Your task:
Only the lines from the top of the following listing through the line with "let s = |k: &str|" belong in your answer, exactly as written.

Supplied records:
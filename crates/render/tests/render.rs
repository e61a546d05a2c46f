use std::collections::BTreeMap;
use std::sync::{Arc, Mutex};
use std::time::Duration;

use base64::Engine as _;
use helmlet_bridge::{lookup, LookupBackend, MockHost, MockReply};
use helmlet_chart::{Chart, HELM_COMPAT_VERSION};
use helmlet_core::BridgeConfig;
use helmlet_render::{EngineError, Renderer, SerializedRender, TemplateEngine};
use serde_json::{json, Value};

/// Emits each template verbatim under `<chart>/<template>`, and for every
/// `lookups` entry in the values performs a lookup and writes its JSON out.
#[derive(Default)]
struct StubEngine {
    seen: Mutex<Option<Value>>,
}

impl TemplateEngine for StubEngine {
    fn render(&self, chart: &Chart, values: &Value, backend: &dyn LookupBackend) -> Result<BTreeMap<String, String>, EngineError> {
        *self.seen.lock().unwrap() = Some(values.clone());
        let mut out = BTreeMap::new();
        for t in &chart.templates {
            out.insert(format!("{}/{}", chart.name(), t.name), String::from_utf8(t.data.clone())?);
        }
        for sub in chart.dependencies() {
            for t in &sub.templates {
                out.insert(format!("{}/charts/{}/{}", chart.name(), sub.name(), t.name), String::from_utf8(t.data.clone())?);
            }
        }
        if let Some(lookups) = values["Values"]["lookups"].as_array() {
            for (i, l) in lookups.iter().enumerate() {
                let s = |k: &str| l[k].as_str().unwrap_or("").to_string();
                let found = lookup(backend, &s("apiVersion"), &s("kind"), &s("namespace"), &s("name"))?;
                out.insert(format!("lookup-{}", i), found.to_string());
            }
        }
        if values["Values"]["explode"] == json!(true) {
            panic!("engine exploded");
        }
        Ok(out)
    }
}

fn b64(s: &str) -> String { base64::engine::general_purpose::STANDARD.encode(s) }

fn chart(name: &str, templates: &[(&str, &str)], files: &[(&str, &str)], deps: Value) -> String {
    json!({
        "metadata": { "name": name, "version": "0.1.0", "apiVersion": "v2", "dependencies": deps },
        "templates": templates.iter().map(|(n, d)| json!({ "name": n, "data": b64(d) })).collect::<Vec<_>>(),
        "files": files.iter().map(|(n, d)| json!({ "name": n, "data": b64(d) })).collect::<Vec<_>>(),
        "values": { "replicas": 1 }
    })
    .to_string()
}

fn bundle() -> String {
    json!({
        "KubeVersion": { "Version": "v1.29.2", "Major": "1", "Minor": "29" },
        "APIVersions": ["v1", "apps/v1"],
        "HelmVersion": { "version": "v9.9.9" },
        "groups": [
            { "name": "", "versions": [{ "version": "v1", "resources": [
                { "resource": "configmaps", "kind": "ConfigMap", "scope": "Namespaced" },
                { "resource": "namespaces", "kind": "Namespace", "scope": "Cluster" }
            ]}]}
        ]
    })
    .to_string()
}

fn input(values: Value) -> SerializedRender {
    SerializedRender {
        charts: vec![
            chart("web", &[("templates/cm.yaml", "\n\nkind: ConfigMap\n"), ("templates/NOTES.txt", "  \n \n")], &[("crds/widget.yaml", "kind: CustomResourceDefinition")], json!([{ "name": "db", "condition": "db.enabled" }])),
            chart("db", &[("templates/svc.yaml", "kind: Service")], &[("crds/db.yml", "kind: CustomResourceDefinition")], json!(null)),
        ],
        values: values.to_string(),
        options: json!({ "Name": "rel", "Namespace": "prod", "Revision": 3, "IsInstall": true }).to_string(),
        bundle: bundle(),
    }
}

fn renderer(engine: Arc<StubEngine>, host: Arc<MockHost>) -> Renderer {
    Renderer::new(engine, host, BridgeConfig::default().with_lookup_timeout(Some(Duration::from_secs(5))))
}

#[tokio::test(flavor = "multi_thread", worker_threads = 2)]
async fn renders_drops_blank_outputs_and_echoes_chart_and_crds() {
    let engine = Arc::new(StubEngine::default());
    let r = renderer(engine.clone(), Arc::new(MockHost::new()));
    let out = r.render_template(input(json!({}))).await.unwrap();

    assert_eq!(out.files.keys().collect::<Vec<_>>(), vec!["web/charts/db/templates/svc.yaml", "web/templates/cm.yaml"]);
    assert_eq!(out.files["web/templates/cm.yaml"], "kind: ConfigMap");

    let chart: Value = serde_json::from_str(&out.chart).unwrap();
    assert_eq!(chart["metadata"]["name"], "web");
    assert!(chart.get("dependencies").is_none());

    let crds: Value = serde_json::from_str(&out.crds).unwrap();
    let names: Vec<_> = crds.as_array().unwrap().iter().map(|c| c["Filename"].as_str().unwrap().to_string()).collect();
    assert_eq!(names, vec!["web/crds/widget.yaml", "web/charts/db/crds/db.yml"]);
}

#[tokio::test(flavor = "multi_thread", worker_threads = 2)]
async fn helm_version_is_forced_and_release_is_passed_through() {
    let engine = Arc::new(StubEngine::default());
    let r = renderer(engine.clone(), Arc::new(MockHost::new()));
    r.render_template(input(json!({ "replicas": 4 }))).await.unwrap();

    let seen = engine.seen.lock().unwrap().clone().unwrap();
    assert_eq!(seen["Capabilities"]["HelmVersion"]["version"], HELM_COMPAT_VERSION);
    assert_eq!(seen["Capabilities"]["KubeVersion"]["Version"], "v1.29.2");
    assert_eq!(seen["Release"]["Name"], "rel");
    assert_eq!(seen["Release"]["Revision"], 3);
    assert_eq!(seen["Release"]["Service"], "Helm");
    assert_eq!(seen["Values"]["replicas"], 4);
    assert_eq!(seen["Values"]["db"]["replicas"], 1);
}

#[tokio::test(flavor = "multi_thread", worker_threads = 2)]
async fn disabled_subchart_is_not_rendered() {
    let r = renderer(Arc::new(StubEngine::default()), Arc::new(MockHost::new()));
    let out = r.render_template(input(json!({ "db": { "enabled": false } }))).await.unwrap();
    assert_eq!(out.files.keys().collect::<Vec<_>>(), vec!["web/templates/cm.yaml"]);
    let crds: Value = serde_json::from_str(&out.crds).unwrap();
    assert_eq!(crds.as_array().unwrap().len(), 1);
}

#[tokio::test(flavor = "multi_thread", worker_threads = 2)]
async fn template_lookups_go_through_the_host() {
    let host = Arc::new(MockHost::new());
    host.route(
        "/api/v1/namespaces/prod/configmaps/settings",
        MockReply::After(Duration::from_millis(10), Box::new(MockReply::json(json!({ "apiVersion": "v1", "kind": "ConfigMap", "metadata": { "name": "settings" }, "data": { "color": "blue" } })))),
    );
    let r = renderer(Arc::new(StubEngine::default()), host.clone());
    let values = json!({ "lookups": [
        { "apiVersion": "v1", "kind": "ConfigMap", "namespace": "prod", "name": "settings" },
        { "apiVersion": "v1", "kind": "ConfigMap", "namespace": "prod", "name": "absent" }
    ]});
    let out = r.render_template(input(values)).await.unwrap();

    let found: Value = serde_json::from_str(&out.files["lookup-0"]).unwrap();
    assert_eq!(found["data"]["color"], "blue");
    assert_eq!(out.files["lookup-1"], "{}");
    assert_eq!(host.calls().len(), 2);
}

#[tokio::test(flavor = "multi_thread", worker_threads = 2)]
async fn lookup_failures_abort_the_render() {
    let host = Arc::new(MockHost::new());
    host.route("/api/v1/namespaces/prod/configmaps/locked", MockReply::status(403, "Forbidden", "configmaps \"locked\" is forbidden"));
    let r = renderer(Arc::new(StubEngine::default()), host);

    let err = r
        .render_template(input(json!({ "lookups": [{ "apiVersion": "v1", "kind": "ConfigMap", "namespace": "prod", "name": "locked" }] })))
        .await
        .unwrap_err();
    assert!(err.message.starts_with("cannot render template"));
    assert!(err.trace.contains("is forbidden"), "{}", err.trace);
    assert_eq!(err.trace.matches("is forbidden").count(), 1, "{}", err.trace);

    let err = r
        .render_template(input(json!({ "lookups": [{ "apiVersion": "example.com/v1", "kind": "Widget", "name": "w" }] })))
        .await
        .unwrap_err();
    assert!(err.trace.contains("kind unsupported by cluster"), "{}", err.trace);
}

#[tokio::test(flavor = "multi_thread", worker_threads = 2)]
async fn hanging_lookup_is_cancelled() {
    let host = Arc::new(MockHost::new());
    host.route("/api/v1/namespaces/prod/configmaps/slow", MockReply::Hang);
    let r = Renderer::new(Arc::new(StubEngine::default()), host, BridgeConfig::default().with_lookup_timeout(None));
    let token = tokio_util::sync::CancellationToken::new();
    let canceller = token.clone();
    tokio::spawn(async move {
        tokio::time::sleep(Duration::from_millis(30)).await;
        canceller.cancel();
    });
    let err = r
        .render_template_with_cancel(input(json!({ "lookups": [{ "apiVersion": "v1", "kind": "ConfigMap", "namespace": "prod", "name": "slow" }] })), token)
        .await
        .unwrap_err();
    assert!(err.trace.contains("cancelled"), "{}", err.trace);
}

#[tokio::test(flavor = "multi_thread", worker_threads = 2)]
async fn values_failing_the_schema_reject_before_the_engine_runs() {
    let engine = Arc::new(StubEngine::default());
    let r = renderer(engine.clone(), Arc::new(MockHost::new()));
    let mut req = input(json!({ "replicas": "three" }));
    let mut root: Value = serde_json::from_str(&req.charts[0]).unwrap();
    root["schema"] = json!(b64(&json!({ "properties": { "replicas": { "type": "integer" } } }).to_string()));
    req.charts[0] = root.to_string();

    let err = r.render_template(req).await.unwrap_err();
    assert!(err.message.contains("values don't meet the specifications of the schema(s)"), "{}", err.message);
    assert!(err.message.contains("web:\n- replicas: "), "{}", err.message);
    assert!(engine.seen.lock().unwrap().is_none());
}

#[tokio::test(flavor = "multi_thread", worker_threads = 2)]
async fn malformed_inputs_and_panics_reject() {
    let r = renderer(Arc::new(StubEngine::default()), Arc::new(MockHost::new()));

    let mut bad = input(json!({}));
    bad.charts[0] = "{not json".into();
    assert!(r.render_template(bad).await.unwrap_err().message.contains("invalid chart"));

    let mut bad = input(json!({}));
    bad.charts[0] = "[]".into();
    let err = r.render_template(bad).await.unwrap_err();
    assert!(err.message.contains("invalid chart: expected an object, got an array"), "{}", err.message);

    let mut bad = input(json!({}));
    bad.options = "[]".into();
    assert!(r.render_template(bad).await.unwrap_err().message.contains("invalid release options"));

    let mut bad = input(json!({}));
    bad.bundle = r#"{"groups": 7}"#.into();
    assert!(r.render_template(bad).await.unwrap_err().message.contains("invalid discovery data"));

    let err = r.render_template(input(json!({ "explode": true }))).await.unwrap_err();
    assert!(err.message.contains("engine exploded"));
}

Written solution:
filename crates/render/tests/render.rs
repository e61a546d05a2c46f
use std::collections::BTreeMap;
use std::sync::{Arc, Mutex};
use std::time::Duration;

use base64::Engine as _;
use helmlet_bridge::{lookup, LookupBackend, MockHost, MockReply};
use helmlet_chart::{Chart, HELM_COMPAT_VERSION};
use helmlet_core::BridgeConfig;
use helmlet_render::{EngineError, Renderer, SerializedRender, TemplateEngine};
use serde_json::{json, Value};

/// Emits each template verbatim under `<chart>/<template>`, and for every
/// `lookups` entry in the values performs a lookup and writes its JSON out.
#[derive(Default)]
struct StubEngine {
    seen: Mutex<Option<Value>>,
}

impl TemplateEngine for StubEngine {
    fn render(&self, chart: &Chart, values: &Value, backend: &dyn LookupBackend) -> Result<BTreeMap<String, String>, EngineError> {
        *self.seen.lock().unwrap() = Some(values.clone());
        let mut out = BTreeMap::new();
        for t in &chart.templates {
            out.insert(format!("{}/{}", chart.name(), t.name), String::from_utf8(t.data.clone())?);
        }
        for sub in chart.dependencies() {
            for t in &sub.templates {
                out.insert(format!("{}/charts/{}/{}", chart.name(), sub.name(), t.name), String::from_utf8(t.data.clone())?);
            }
        }
        if let Some(lookups) = values["Values"]["lookups"].as_array() {
            for (i, l) in lookups.iter().enumerate() {
                let s = |k: &str| l[k].as_str().unwrap_or("").to_string();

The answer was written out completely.